The sirloin steak stands out for its softness and strong flavor. In the kitchen, it can be used on the grill, barbecue, to make grilled steak, roast beef, medallions, roast, etc. The recipes only require a little attention for each type of cut, as the characteristics will directly influence the result – for example, if she asks for a steak, the presence of the bone is essential, which helps in cooking. This warning is important, because in Brazil it is customary to sell all this part only as rib steak, without these natural cuts.
In addition, we are going to reserve a recipe for the steak cover, which is the cut located on the side of the steak, close to the longitudinal nerve and head. It is a layer of fat that can be used to prepare on the grill or to cook meats that need more cooking time because of the sauce, stews, minced meat, sautés, roasts and barbecues.
GRILLED RIB STEAK WITH HERB FLAVORED BUTTER
- 8 sirloin steaks (chorizo);
- Salt to taste;
- 1 minced chili pepper;
- 200g of salted butter;
- 1 tablespoon of oil;
- 1 tablespoon of chopped herbs (parsley, rosemary, basil).
In a bowl, at room temperature, mix the butter, oil and herbs. Put on plastic wrap and mold a cylinder. Close and freeze for 30 minutes.
Season the steaks with salt and grill on both sides.
To assemble the dish :
When serving, sprinkle pepper and parsley.

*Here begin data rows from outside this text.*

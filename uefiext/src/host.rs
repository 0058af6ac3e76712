/// Host debugger interface
///
/// This module describes the facilities the extension consumes from the
/// debugger it is loaded into: output redirection, output verbosity,
/// command execution and debuggee classification.

use std::ops::{BitOr, Deref, DerefMut};
use thiserror::Error;

#[derive(Error, Debug)]
pub enum HostError {
    #[error("Failed to acquire debugger session: {0}")]
    SessionUnavailable(String),
    #[error("{call} failed: {message}")]
    Api { call: &'static str, message: String },
    #[error("Debugger is no longer connected")]
    Disconnected,
}

pub type Result<T> = std::result::Result<T, HostError>;

/// Output class bits attached to every piece of debugger output
#[derive(Debug, Clone, Copy, PartialEq, Eq, Hash)]
pub struct OutputMask(u32);

impl OutputMask {
    pub const NONE: OutputMask = OutputMask(0);
    pub const NORMAL: OutputMask = OutputMask(0x1);
    pub const ERROR: OutputMask = OutputMask(0x2);
    pub const WARNING: OutputMask = OutputMask(0x4);
    pub const VERBOSE: OutputMask = OutputMask(0x8);

    pub const fn bits(self) -> u32 {
        self.0
    }

    /// True when every bit of `other` is set in `self`
    pub const fn contains(self, other: OutputMask) -> bool {
        self.0 & other.0 == other.0
    }

    /// True when `self` and `other` share at least one bit
    pub const fn intersects(self, other: OutputMask) -> bool {
        self.0 & other.0 != 0
    }
}

impl Default for OutputMask {
    fn default() -> Self {
        OutputMask::NORMAL | OutputMask::ERROR | OutputMask::WARNING
    }
}

impl BitOr for OutputMask {
    type Output = OutputMask;

    fn bitor(self, rhs: OutputMask) -> OutputMask {
        OutputMask(self.0 | rhs.0)
    }
}

/// Which clients receive the output of an executed command
#[derive(Debug, Clone, Copy, PartialEq, Eq)]
pub enum OutputControl {
    ThisClient,
    AllClients,
}

/// Flags passed along with an executed command
#[derive(Debug, Clone, Copy, PartialEq, Eq)]
pub struct ExecuteFlags(u32);

impl ExecuteFlags {
    pub const DEFAULT: ExecuteFlags = ExecuteFlags(0);
    pub const ECHO: ExecuteFlags = ExecuteFlags(0x1);

    pub const fn contains(self, other: ExecuteFlags) -> bool {
        self.0 & other.0 == other.0
    }
}

#[derive(Debug, Clone, Copy, PartialEq, Eq)]
pub enum DebuggeeClass {
    Uninitialized,
    Kernel,
    User,
}

/// How the debugger reaches the debuggee
#[derive(Debug, Clone, Copy, PartialEq, Eq)]
pub enum DebuggeeQualifier {
    Local,
    Connection,
    Dump,
    /// Hardware or emulated target behind an EXDI driver
    ExdiDriver,
    /// Remote target speaking the GDB remote serial protocol
    GdbRemote,
    Other(u32),
}

#[derive(Debug, Clone, Copy, PartialEq, Eq)]
pub struct DebuggeeType {
    pub class: DebuggeeClass,
    pub qualifier: DebuggeeQualifier,
}

impl DebuggeeType {
    pub const fn new(class: DebuggeeClass, qualifier: DebuggeeQualifier) -> Self {
        Self { class, qualifier }
    }

    pub const fn uninitialized() -> Self {
        Self::new(DebuggeeClass::Uninitialized, DebuggeeQualifier::Other(0))
    }
}

/// Sink receiving debugger output chunks
pub trait OutputCallbacks: Send {
    fn output(&mut self, mask: OutputMask, text: &str);

    /// Hands back the text a capturing sink accumulated. Sinks that forward
    /// output elsewhere have nothing to return.
    fn into_text(self: Box<Self>) -> Option<String> {
        None
    }
}

/// Control and output-redirection facilities of one debugger client
pub trait DebugClient {
    /// Installs `callbacks` as the output sink and returns the sink it replaced.
    fn set_output_callbacks(
        &mut self,
        callbacks: Option<Box<dyn OutputCallbacks>>,
    ) -> Result<Option<Box<dyn OutputCallbacks>>>;

    fn output_mask(&self) -> Result<OutputMask>;

    fn set_output_mask(&mut self, mask: OutputMask) -> Result<()>;

    /// Runs `command` synchronously. Commands the engine does not recognize
    /// still succeed; the engine's complaint is delivered as output.
    fn execute(&mut self, control: OutputControl, command: &str, flags: ExecuteFlags) -> Result<()>;

    fn debuggee_type(&self) -> Result<DebuggeeType>;

    /// Writes user-facing text through the client's current output sink.
    fn output(&mut self, mask: OutputMask, text: &str) -> Result<()>;
}

impl<T: DebugClient + ?Sized> DebugClient for &mut T {
    fn set_output_callbacks(
        &mut self,
        callbacks: Option<Box<dyn OutputCallbacks>>,
    ) -> Result<Option<Box<dyn OutputCallbacks>>> {
        (**self).set_output_callbacks(callbacks)
    }

    fn output_mask(&self) -> Result<OutputMask> {
        (**self).output_mask()
    }

    fn set_output_mask(&mut self, mask: OutputMask) -> Result<()> {
        (**self).set_output_mask(mask)
    }

    fn execute(&mut self, control: OutputControl, command: &str, flags: ExecuteFlags) -> Result<()> {
        (**self).execute(control, command, flags)
    }

    fn debuggee_type(&self) -> Result<DebuggeeType> {
        (**self).debuggee_type()
    }

    fn output(&mut self, mask: OutputMask, text: &str) -> Result<()> {
        (**self).output(mask, text)
    }
}

/// A debugger able to hand out a session for one command invocation
pub trait DebugHost {
    fn open_session(&mut self) -> Result<Session<'_>>;
}

/// Debugger session handle, released when dropped
pub struct Session<'a> {
    client: Box<dyn DebugClient + 'a>,
}

impl<'a> Session<'a> {
    pub fn new(client: impl DebugClient + 'a) -> Self {
        log::trace!("Debugger session acquired");
        Self {
            client: Box::new(client),
        }
    }
}

impl<'a> Deref for Session<'a> {
    type Target = dyn DebugClient + 'a;

    fn deref(&self) -> &Self::Target {
        self.client.as_ref()
    }
}

impl<'a> DerefMut for Session<'a> {
    fn deref_mut(&mut self) -> &mut Self::Target {
        self.client.as_mut()
    }
}

impl Drop for Session<'_> {
    fn drop(&mut self) {
        log::trace!("Debugger session released");
    }
}

/// Writes a formatted line to the client's user-facing output
#[macro_export]
macro_rules! dprintln {
    ($client:expr) => {
        $client.output($crate::host::OutputMask::NORMAL, "\n")
    };
    ($client:expr, $($arg:tt)*) => {
        $client.output($crate::host::OutputMask::NORMAL, &format!("{}\n", format_args!($($arg)*)))
    };
}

Cut a slice from the butter cylinder to place on top of the steaks – the idea is that, when melted, the butter will flavor the meat.
GRILLED ENTRECÔTE STEAK WITH SALAD
- 2 entrecôte steaks;
- Salt and pepper to taste;
- 2 tablespoons of mustard;
- 1 spoon (dessert) of honey;
- 1 teaspoon of soy sauce;
- 1 mix of green leaves;
- 1 red onion;
- 1 persimmon tomato;
- Olive oil for watering.
Season the meat with salt and pepper.
In a small bowl, combine mustard, honey and soy sauce. Grease the steaks, and grill them on both sides. On each plate, assemble the salad with the green leaves, the onion cut into thin slices and the tomatoes in wedges. Season with salt, oil and pepper. Serve with red wine.
PRESSURE-ROASTED SIRLOIN STEAK COVER
- 1 kg of steak cover;
- Salt to taste;
- 1 large onion;
- 6 cloves of garlic;
- 1 small or medium large pepper;
- black pepper;
- 6 tablespoons of oil.
- Cut the meat into cubes, season with salt and pepper.
- Heat the oil in the pressure cooker, add the onion and, when it becomes transparent, add the garlic to brown with the onion.
- Add the meat and stir until it loses its red color; then close the pressure cooker, without adding water, cooking over low heat for 30 minutes.
- When opening the pan, check if there is still water from the meat itself. If not, add half a glass of water. Close the pan again and let it cook for approximately 20 minutes or until the meat is browned and cooked through. Do not increase the heat, because the secret is to always cook with a low heat, letting the meat taste in its own water.